_GOAL OF THE EXERCISE_
Beginning with the opening line, set down each line of the material below exactly, stopping once the line with "data: &[u8]) ->" is done.
[[ EXTRACTED ENTRIES, beginning ]]
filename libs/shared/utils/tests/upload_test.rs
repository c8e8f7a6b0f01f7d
use axum::body::Body;
use axum::extract::{FromRequest, Multipart};
use axum::http::{header::CONTENT_TYPE, Request};

use shared_models::error::AppError;
use shared_utils::upload::{save_image, MAX_IMAGE_SIZE, UPLOAD_BODY_LIMIT};

const BOUNDARY: &str = "test-boundary-7MA4YWxkTrZu0gW";

fn multipart_request(field: &str, filename: &str, content_type: &str, data: &[u8]) -> Request<Body> {
    let mut body = Vec::new();
    body.extend_from_slice(format!("--{}\r\n", BOUNDARY).as_bytes());
    body.extend_from_slice(
        format!(
            "Content-Disposition: form-data; name=\"{}\"; filename=\"{}\"\r\n",
            field, filename
        )
        .as_bytes(),
    );
    body.extend_from_slice(format!("Content-Type: {}\r\n\r\n", content_type).as_bytes());
    body.extend_from_slice(data);
    body.extend_from_slice(format!("\r\n--{}--\r\n", BOUNDARY).as_bytes());

    Request::builder()
        .header(
            CONTENT_TYPE,
            format!("multipart/form-data; boundary={}", BOUNDARY),
        )
        .body(Body::from(body))
        .unwrap()
}

async fn extract(request: Request<Body>) -> Multipart {
    Multipart::from_request(request, &()).await.unwrap()
}

#[tokio::test]
async fn png_upload_is_stored() {
    let dir = tempfile::tempdir().unwrap();
    let upload_dir = dir.path().to_str().unwrap();

    let request = multipart_request("avatar", "me.png", "image/png", b"\x89PNG fake image");
    let multipart = extract(request).await;

    let file_name = save_image(multipart, "avatar", upload_dir, "users").await.unwrap();
    assert!(file_name.ends_with(".png"));

    let stored = dir.path().join("users").join(&file_name);
    assert_eq!(std::fs::read(stored).unwrap(), b"\x89PNG fake image");
}

#[tokio::test]
async fn disallowed_content_type_is_rejected() {
    let dir = tempfile::tempdir().unwrap();
    let request = multipart_request("avatar", "notes.txt", "text/plain", b"hello");
    let multipart = extract(request).await;

    let err = save_image(multipart, "avatar", dir.path().to_str().unwrap(), "users")
        .await
        .unwrap_err();
    assert!(matches!(err, AppError::BadRequest(_)));
}

#[tokio::test]
async fn oversized_upload_gets_the_size_error() {
    let dir = tempfile::tempdir().unwrap();
    let big = vec![0u8; MAX_IMAGE_SIZE + 1];
    let request = multipart_request("avatar", "big.jpg", "image/jpeg", &big);

    // The route body cap leaves room for an over-limit image plus its
    // multipart framing, so the caller sees the size message rather than a
    // truncated body.
    assert!(UPLOAD_BODY_LIMIT >= MAX_IMAGE_SIZE + 1024);

    let multipart = extract(request).await;
    let err = save_image(multipart, "avatar", dir.path().to_str().unwrap(), "users")
        .await
        .unwrap_err();
    assert!(err.to_string().contains("File size too large"));
}

#[tokio::test]
async fn missing_field_is_rejected() {
    let dir = tempfile::tempdir().unwrap();
    let request = multipart_request("other", "me.png", "image/png", b"data");
    let multipart = extract(request).await;

    let err = save_image(multipart, "avatar", dir.path().to_str().unwrap(), "users")
        .await
        .unwrap_err();
    assert!(matches!(err, AppError::BadRequest(_)));
}
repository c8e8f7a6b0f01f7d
use sqlx::PgPool;
use tracing::debug;
use uuid::Uuid;

use shared_models::error::AppError;

use crate::models::{CreateSpecialtyDto, Specialty, UpdateSpecialtyDto};

pub struct SpecialtyService {
    db: PgPool,
}

impl SpecialtyService {
    pub fn new(db: &PgPool) -> Self {
        Self { db: db.clone() }
    }

    pub async fn list(&self) -> Result<Vec<Specialty>, AppError> {
        let specialties = sqlx::query_as::<_, Specialty>(
            "SELECT id, name, description, image
             FROM specializations WHERE is_deleted = FALSE ORDER BY name",
        )
        .fetch_all(&self.db)
        .await?;

        Ok(specialties)
    }

    pub async fn create(&self, dto: CreateSpecialtyDto) -> Result<Specialty, AppError> {
        debug!("Creating specialization: {}", dto.name);

        let specialty = sqlx::query_as::<_, Specialty>(
            "INSERT INTO specializations (name, description, image)
             VALUES ($1, $2, $3)
             RETURNING id, name, description, image",
        )
        .bind(&dto.name)
        .bind(&dto.description)
        .bind(&dto.image)
        .fetch_one(&self.db)
        .await?;

        Ok(specialty)
    }

    pub async fn update(&self, id: Uuid, dto: UpdateSpecialtyDto) -> Result<Specialty, AppError> {
        let existing = sqlx::query_as::<_, Specialty>(
            "SELECT id, name, description, image FROM specializations WHERE id = $1",
        )
        .bind(id)
        .fetch_optional(&self.db)
        .await?
        .ok_or_else(|| AppError::NotFound("Specialization not found".to_string()))?;

        let specialty = sqlx::query_as::<_, Specialty>(
            "UPDATE specializations
             SET name = $2, description = $3, image = $4,
                 updated_at = now() AT TIME ZONE 'utc'
             WHERE id = $1
             RETURNING id, name, description, image",
        )
        .bind(id)
        .bind(dto.name.unwrap_or(existing.name))
        .bind(dto.description.or(existing.description))
        .bind(dto.image.or(existing.image))
        .fetch_one(&self.db)
        .await?;

        Ok(specialty)
    }

    pub async fn delete(&self, id: Uuid) -> Result<(), AppError> {
        // Refuse while rows in doctor_user still reference it
        let assigned: i64 = sqlx::query_scalar(
            "SELECT COUNT(*) FROM doctor_user WHERE specialization_id = $1",
        )
        .bind(id)
        .fetch_one(&self.db)
        .await?;

        if assigned > 0 {
            return Err(AppError::BadRequest(
                "Specialization is still assigned to doctors, remove them first".to_string(),
            ));
        }

        let result = sqlx::query("DELETE FROM specializations WHERE id = $1")
            .bind(id)
            .execute(&self.db)
            .await?;

        if result.rows_affected() == 0 {
            return Err(AppError::NotFound("Specialization not found".to_string()));
        }

        debug!("Deleted specialization {}", id);
        Ok(())
    }
}
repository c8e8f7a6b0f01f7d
use chrono::NaiveDate;
use serde_json::json;
use uuid::Uuid;

use schedule_cell::models::{ChangeStatusDto, CreateScheduleDto, Schedule};
use shared_models::domain::BookingStatus;

#[test]
fn schedule_serializes_with_camel_case_keys() {
    let schedule = Schedule {
        id: Uuid::nil(),
        doctor_id: Uuid::nil(),
        start_time: NaiveDate::from_ymd_opt(2025, 6, 10)
            .unwrap()
            .and_hms_opt(9, 0, 0)
            .unwrap(),
        end_time: NaiveDate::from_ymd_opt(2025, 6, 10)
            .unwrap()
            .and_hms_opt(11, 0, 0)
            .unwrap(),
        price: 500_000,
        max_booking: 5,
        sum_booking: 2,
    };

    let value = serde_json::to_value(&schedule).unwrap();
    assert_eq!(value["doctorId"], json!("00000000-0000-0000-0000-000000000000"));
    assert_eq!(value["startTime"], json!("2025-06-10T09:00:00"));
    assert_eq!(value["maxBooking"], json!(5));
    assert_eq!(value["sumBooking"], json!(2));
}

#[test]
fn create_schedule_dto_accepts_frontend_payload() {
    let dto: CreateScheduleDto = serde_json::from_value(json!({
        "startTime": "2025-06-10T09:00:00",
        "endTime": "2025-06-10T11:00:00",
        "price": 500000,
        "maxBooking": 3
    }))
    .unwrap();

    assert_eq!(dto.max_booking, 3);
    assert_eq!(dto.price, 500_000);
}

#[test]
fn change_status_dto_accepts_frontend_payload() {
    let dto: ChangeStatusDto = serde_json::from_value(json!({
        "patientId": "11111111-2222-3333-4444-555555555555",
        "scheduleId": "66666666-7777-8888-9999-aaaaaaaaaaaa",
        "status": "Accept"
    }))
    .unwrap();

    assert_eq!(dto.status, BookingStatus::Accept);
}
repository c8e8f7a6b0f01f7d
use serde::Deserialize;

/// OAuth2-style form body, the frontend posts
/// `username=<email>&password=<pw>`.
#[derive(Debug, Deserialize)]
pub struct LoginForm {
    pub username: String,
    pub password: String,
}

#[derive(Debug, Deserialize)]
pub struct ForgotPasswordDto {
    pub email: String,
}

#[derive(Debug, Deserialize)]
#[serde(rename_all = "camelCase")]
pub struct ChangePasswordDto {
    pub old_password: String,
    pub new_password: String,
}
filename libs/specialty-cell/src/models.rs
use serde::{Deserialize, Serialize};
use uuid::Uuid;

#[derive(Debug, Clone, Serialize, sqlx::FromRow)]
pub struct Specialty {
    pub id: Uuid,
    pub name: String,
    pub description: Option<String>,
    pub image: Option<String>,
}

#[derive(Debug, Deserialize)]
pub struct CreateSpecialtyDto {
    pub name: String,
    pub description: Option<String>,
    pub image: Option<String>,
}

#[derive(Debug, Deserialize)]
pub struct UpdateSpecialtyDto {
    pub name: Option<String>,
    pub description: Option<String>,
    pub image: Option<String>,
}
use argon2::password_hash::{rand_core::OsRng, SaltString};
use argon2::{Argon2, PasswordHash, PasswordHasher, PasswordVerifier};
use rand::Rng;

pub fn hash_password(password: &str) -> Result<String, argon2::password_hash::Error> {
    let salt = SaltString::generate(&mut OsRng);
    let argon2 = Argon2::default();

    let password_hash = argon2.hash_password(password.as_bytes(), &salt)?;
    Ok(password_hash.to_string())
}

pub fn verify_password(password: &str, hash: &str) -> Result<bool, argon2::password_hash::Error> {
    let parsed_hash = PasswordHash::new(hash)?;
    let argon2 = Argon2::default();

    match argon2.verify_password(password.as_bytes(), &parsed_hash) {
        Ok(()) => Ok(true),
        Err(argon2::password_hash::Error::Password) => Ok(false),
        Err(e) => Err(e),
    }
}

/// Random alphanumeric password for the forgot-password flow.
pub fn generate_password(length: usize) -> String {
    const CHARSET: &[u8] = b"ABCDEFGHIJKLMNOPQRSTUVWXYZabcdefghijklmnopqrstuvwxyz0123456789";
    let mut rng = rand::thread_rng();

    (0..length)
        .map(|_| CHARSET[rng.gen_range(0..CHARSET.len())] as char)
        .collect()
}

#[cfg(test)]
mod tests {
    use super::*;

    #[test]
    fn hash_then_verify() {
        let hash = hash_password("s3cret-pass").unwrap();
        assert_ne!(hash, "s3cret-pass");
        assert!(verify_password("s3cret-pass", &hash).unwrap());
        assert!(!verify_password("wrong-pass", &hash).unwrap());
    }

    #[test]
    fn generated_passwords_are_alphanumeric() {
        let pw = generate_password(8);
        assert_eq!(pw.len(), 8);
        assert!(pw.chars().all(|c| c.is_ascii_alphanumeric()));
    }

    #[test]
    fn garbage_hash_is_an_error() {
        assert!(verify_password("whatever", "not-a-phc-string").is_err());
    }
}
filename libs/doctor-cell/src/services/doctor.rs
use sqlx::PgPool;
use uuid::Uuid;

use shared_models::error::AppError;

use crate::models::{DoctorProfile, DoctorRow};

const DOCTOR_SELECT: &str = "SELECT u.id, u.name, u.email, u.phone, u.gender, u.address,
        u.avatar, u.description,
        c.name AS clinic_name, c.address AS clinic_address,
        c.description AS clinic_description, c.image AS clinic_image,
        s.name AS specialization_name, s.description AS specialization_description
     FROM users u
     JOIN doctor_user du ON du.doctor_id = u.id AND du.is_deleted = FALSE
     JOIN clinics c ON c.id = du.clinic_id
     JOIN specializations s ON s.id = du.specialization_id
     WHERE u.role_id = 2 AND u.is_deleted = FALSE";

pub struct DoctorService {
    db: PgPool,
}

impl DoctorService {
    pub fn new(db: &PgPool) -> Self {
        Self { db: db.clone() }
    }

    pub async fn list_all(&self) -> Result<Vec<DoctorProfile>, AppError> {
        let rows = sqlx::query_as::<_, DoctorRow>(&format!("{} ORDER BY u.name", DOCTOR_SELECT))
            .fetch_all(&self.db)
            .await?;

        Ok(rows.into_iter().map(DoctorProfile::from).collect())
    }

    pub async fn list_by_specialization(&self, id: Uuid) -> Result<Vec<DoctorProfile>, AppError> {
        let rows = sqlx::query_as::<_, DoctorRow>(&format!(
            "{} AND du.specialization_id = $1 ORDER BY u.name",
            DOCTOR_SELECT
        ))
        .bind(id)
        .fetch_all(&self.db)
        .await?;

        Ok(rows.into_iter().map(DoctorProfile::from).collect())
    }

    pub async fn list_by_clinic(&self, id: Uuid) -> Result<Vec<DoctorProfile>, AppError> {
        let rows = sqlx::query_as::<_, DoctorRow>(&format!(
            "{} AND du.clinic_id = $1 ORDER BY u.name",
            DOCTOR_SELECT
        ))
        .bind(id)
        .fetch_all(&self.db)
        .await?;

        Ok(rows.into_iter().map(DoctorProfile::from).collect())
    }

    pub async fn get(&self, id: Uuid) -> Result<DoctorProfile, AppError> {
        let row = sqlx::query_as::<_, DoctorRow>(&format!("{} AND u.id = $1", DOCTOR_SELECT))
            .bind(id)
            .fetch_optional(&self.db)
            .await?
            .ok_or_else(|| AppError::NotFound("Doctor not found".to_string()))?;

        Ok(DoctorProfile::from(row))
    }
}
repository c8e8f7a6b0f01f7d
use axum::{
    http::StatusCode,
    response::{IntoResponse, Response},
    Json,
};
use serde::Serialize;
use serde_json::json;

/// Uniform success envelope: `{ statusCode, message, data }`.
pub struct SuccessResponse<T: Serialize> {
    pub data: T,
    pub message: String,
    pub status: StatusCode,
}

impl<T: Serialize> SuccessResponse<T> {
    pub fn new(data: T, message: impl Into<String>) -> Self {
        Self {
            data,
            message: message.into(),
            status: StatusCode::OK,
        }
    }

    pub fn created(data: T, message: impl Into<String>) -> Self {
        Self {
            data,
            message: message.into(),
            status: StatusCode::CREATED,
        }
    }
}

impl<T: Serialize> IntoResponse for SuccessResponse<T> {
    fn into_response(self) -> Response {
        let body = Json(json!({
            "statusCode": self.status.as_u16(),
            "message": self.message,
            "data": self.data,
        }));

        (self.status, body).into_response()
    }
}

#[cfg(test)]
mod tests {
    use super::*;

    #[test]
    fn ok_and_created_status() {
        let ok = SuccessResponse::new(json!({"a": 1}), "done");
        assert_eq!(ok.status, StatusCode::OK);

        let created = SuccessResponse::created(json!(null), "made");
        assert_eq!(created.status, StatusCode::CREATED);
        assert_eq!(created.message, "made");
    }
}
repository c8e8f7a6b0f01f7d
pub mod mailer;
pub mod templates;

pub use mailer::Mailer;
pub use templates::{BillEmail, BookingEmail, ForgotPasswordEmail, NewBookingEmail};
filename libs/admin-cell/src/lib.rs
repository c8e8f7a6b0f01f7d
pub mod handlers;
pub mod router;
pub mod services;
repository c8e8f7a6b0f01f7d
use std::env;
use tracing::warn;

#[derive(Debug, Clone)]
pub struct AppConfig {
    pub database_url: String,
    pub jwt_secret: String,
    pub access_token_expire_minutes: i64,
    pub refresh_token_expire_minutes: i64,
    pub cookie_secure: bool,
    pub cookie_domain: String,
    pub cors_origins: Vec<String>,
    pub upload_dir: String,
    pub email_api_url: String,
    pub email_api_key: String,
    pub email_from: String,
    pub port: u16,
}

impl AppConfig {
    pub fn from_env() -> Self {
        let config = Self {
            database_url: env::var("DATABASE_URL")
                .unwrap_or_else(|_| {
                    warn!("DATABASE_URL not set, using empty value");
                    String::new()
                }),
            jwt_secret: env::var("JWT_SECRET")
                .unwrap_or_else(|_| {
                    warn!("JWT_SECRET not set, using empty value");
                    String::new()
                }),
            access_token_expire_minutes: env_i64("ACCESS_TOKEN_EXPIRE_MINUTES", 60 * 24),
            refresh_token_expire_minutes: env_i64("REFRESH_TOKEN_EXPIRE_MINUTES", 60 * 24 * 7),
            cookie_secure: env::var("COOKIE_SECURE")
                .map(|v| v == "true" || v == "1")
                .unwrap_or(false),
            cookie_domain: env::var("COOKIE_DOMAIN")
                .unwrap_or_else(|_| "localhost".to_string()),
            cors_origins: env::var("CORS_ORIGINS")
                .map(|v| v.split(',').map(|s| s.trim().to_string()).collect())
                .unwrap_or_else(|_| vec!["http://localhost:3000".to_string()]),
            upload_dir: env::var("UPLOAD_DIR")
                .unwrap_or_else(|_| "public/images".to_string()),
            email_api_url: env::var("EMAIL_API_URL")
                .unwrap_or_else(|_| {
                    warn!("EMAIL_API_URL not set, email delivery disabled");
                    String::new()
                }),
            email_api_key: env::var("EMAIL_API_KEY").unwrap_or_default(),
            email_from: env::var("EMAIL_FROM")
                .unwrap_or_else(|_| "DoctorCare <no-reply@doctorcare.local>".to_string()),
            port: env::var("PORT")
                .ok()
                .and_then(|v| v.parse().ok())
                .unwrap_or(8000),
        };

        if !config.is_configured() {
            warn!("Application not fully configured - missing environment variables");
        }

        config
    }

    pub fn is_configured(&self) -> bool {
        !self.database_url.is_empty() && !self.jwt_secret.is_empty()
    }

    pub fn is_email_configured(&self) -> bool {
        !self.email_api_url.is_empty()
    }
}

fn env_i64(key: &str, default: i64) -> i64 {
    env::var(key).ok().and_then(|v| v.parse().ok()).unwrap_or(default)
}
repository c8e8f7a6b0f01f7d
use axum::{
    extract::{Extension, Multipart, Path, State},
    Json,
};
use serde_json::{json, Value};
use uuid::Uuid;

use shared_database::AppState;
use shared_models::auth::CurrentUser;
use shared_models::error::AppError;
use shared_models::response::SuccessResponse;
use shared_utils::upload::save_image;

use crate::models::{CreateClinicDto, UpdateClinicDto};
use crate::services::ClinicService;

fn require_admin(user: &CurrentUser) -> Result<(), AppError> {
    if !user.is_admin() {
        return Err(AppError::Forbidden(
            "Only administrators can manage clinics".to_string(),
        ));
    }
    Ok(())
}

pub async fn list_clinics(
    State(state): State<AppState>,
) -> Result<SuccessResponse<Value>, AppError> {
    let clinics = ClinicService::new(&state.db).list().await?;
    Ok(SuccessResponse::new(json!(clinics), "Clinics fetched"))
}

pub async fn create_clinic(
    State(state): State<AppState>,
    Extension(user): Extension<CurrentUser>,
    Json(dto): Json<CreateClinicDto>,
) -> Result<SuccessResponse<Value>, AppError> {
    require_admin(&user)?;

    if dto.name.trim().is_empty() {
        return Err(AppError::ValidationError("Clinic name is required".to_string()));
    }

    let clinic = ClinicService::new(&state.db).create(dto).await?;
    Ok(SuccessResponse::created(json!(clinic), "Clinic created"))
}

pub async fn update_clinic(
    State(state): State<AppState>,
    Extension(user): Extension<CurrentUser>,
    Path(id): Path<Uuid>,
    Json(dto): Json<UpdateClinicDto>,
) -> Result<SuccessResponse<Value>, AppError> {
    require_admin(&user)?;

    let clinic = ClinicService::new(&state.db).update(id, dto).await?;
    Ok(SuccessResponse::new(json!(clinic), "Clinic updated"))
}

pub async fn delete_clinic(
    State(state): State<AppState>,
    Extension(user): Extension<CurrentUser>,
    Path(id): Path<Uuid>,
) -> Result<SuccessResponse<Value>, AppError> {
    require_admin(&user)?;

    ClinicService::new(&state.db).delete(id).await?;
    Ok(SuccessResponse::new(json!(null), "Clinic deleted"))
}

#[axum::debug_handler]
pub async fn upload_clinic_image(
    State(state): State<AppState>,
    Extension(user): Extension<CurrentUser>,
    multipart: Multipart,
) -> Result<SuccessResponse<Value>, AppError> {
    require_admin(&user)?;

    let file_name = save_image(multipart, "clinicImage", &state.config.upload_dir, "clinics").await?;
    Ok(SuccessResponse::created(
        json!({ "image": file_name }),
        "Clinic image uploaded",
    ))
}

#[cfg(test)]
mod tests {
    use super::*;
    use shared_utils::test_utils::TestUser;

    #[test]
    fn only_admin_passes_guard() {
        assert!(require_admin(&TestUser::admin("admin@example.com").to_current_user()).is_ok());
        assert!(require_admin(&TestUser::doctor("doc@example.com").to_current_user()).is_err());
        assert!(require_admin(&TestUser::supporter("sup@example.com").to_current_user()).is_err());
    }
}
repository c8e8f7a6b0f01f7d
pub mod auth;

pub use auth::AuthService;
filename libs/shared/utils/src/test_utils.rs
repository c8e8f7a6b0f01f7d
use chrono::Utc;
use uuid::Uuid;

use shared_config::AppConfig;
use shared_models::auth::CurrentUser;
use shared_models::domain::{Gender, Role};

pub struct TestConfig {
    pub jwt_secret: String,
}

impl Default for TestConfig {
    fn default() -> Self {
        Self {
            jwt_secret: "test-secret-key-for-jwt-validation-must-be-long-enough".to_string(),
        }
    }
}

impl TestConfig {
    pub fn to_app_config(&self) -> AppConfig {
        AppConfig {
            database_url: "postgres://localhost/doctorcare_test".to_string(),
            jwt_secret: self.jwt_secret.clone(),
            access_token_expire_minutes: 60 * 24,
            refresh_token_expire_minutes: 60 * 24 * 7,
            cookie_secure: false,
            cookie_domain: "localhost".to_string(),
            cors_origins: vec!["http://localhost:3000".to_string()],
            upload_dir: "public/images".to_string(),
            email_api_url: String::new(),
            email_api_key: String::new(),
            email_from: "DoctorCare <no-reply@test>".to_string(),
            port: 0,
        }
    }
}

pub struct TestUser {
    pub id: Uuid,
    pub email: String,
    pub role: Role,
}

impl Default for TestUser {
    fn default() -> Self {
        Self {
            id: Uuid::new_v4(),
            email: "test@example.com".to_string(),
            role: Role::Supporter,
        }
    }
}

impl TestUser {
    pub fn new(email: &str, role: Role) -> Self {
        Self {
            id: Uuid::new_v4(),
            email: email.to_string(),
            role,
        }
    }

    pub fn admin(email: &str) -> Self {
        Self::new(email, Role::Admin)
    }

    pub fn doctor(email: &str) -> Self {
        Self::new(email, Role::Doctor)
    }

    pub fn supporter(email: &str) -> Self {
        Self::new(email, Role::Supporter)
    }

    pub fn to_current_user(&self) -> CurrentUser {
        let now = Utc::now().naive_utc();
        CurrentUser {
            id: self.id,
            name: "Test User".to_string(),
            email: self.email.clone(),
            password: String::new(),
            phone: "0123456789".to_string(),
            gender: Gender::Male,
            role_id: self.role as i32,
            description: None,
            address: "1 Test Street".to_string(),
            avatar: None,
            refresh_token: None,
            created_at: now,
            updated_at: now,
            is_deleted: false,
        }
    }
}
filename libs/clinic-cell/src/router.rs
use axum::{
    extract::DefaultBodyLimit,
    middleware,
    routing::{delete, get, post, put},
    Router,
};

use shared_database::AppState;
use shared_utils::extractor::auth_middleware;
use shared_utils::upload::UPLOAD_BODY_LIMIT;

use crate::handlers;

pub fn clinic_routes(state: AppState) -> Router {
    // Public routes (no authentication required)
    let public_routes = Router::new().route("/", get(handlers::list_clinics));

    // Protected routes (authentication required)
    let protected_routes = Router::new()
        .route("/", post(handlers::create_clinic))
        .route("/{id}", put(handlers::update_clinic))
        .route("/{id}", delete(handlers::delete_clinic))
        .route(
            "/image",
            post(handlers::upload_clinic_image).layer(DefaultBodyLimit::max(UPLOAD_BODY_LIMIT)),
        )
        .layer(middleware::from_fn_with_state(state.clone(), auth_middleware));

    Router::new()
        .merge(public_routes)
        .merge(protected_routes)
        .with_state(state)
}
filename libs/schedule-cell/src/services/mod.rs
pub mod booking;
pub mod schedule;
pub mod time;

pub use booking::BookingService;
pub use schedule::ScheduleService;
[[ EXTRACTED ENTRIES, end ]]
_SOLUTION_
filename libs/shared/utils/tests/upload_test.rs
repository c8e8f7a6b0f01f7d
use axum::body::Body;
use axum::extract::{FromRequest, Multipart};
use axum::http::{header::CONTENT_TYPE, Request};

use shared_models::error::AppError;
use shared_utils::upload::{save_image, MAX_IMAGE_SIZE, UPLOAD_BODY_LIMIT};

const BOUNDARY: &str = "test-boundary-7MA4YWxkTrZu0gW";

fn multipart_request(field: &str, filename: &str, content_type: &str, data: &[u8]) -> Request<Body> {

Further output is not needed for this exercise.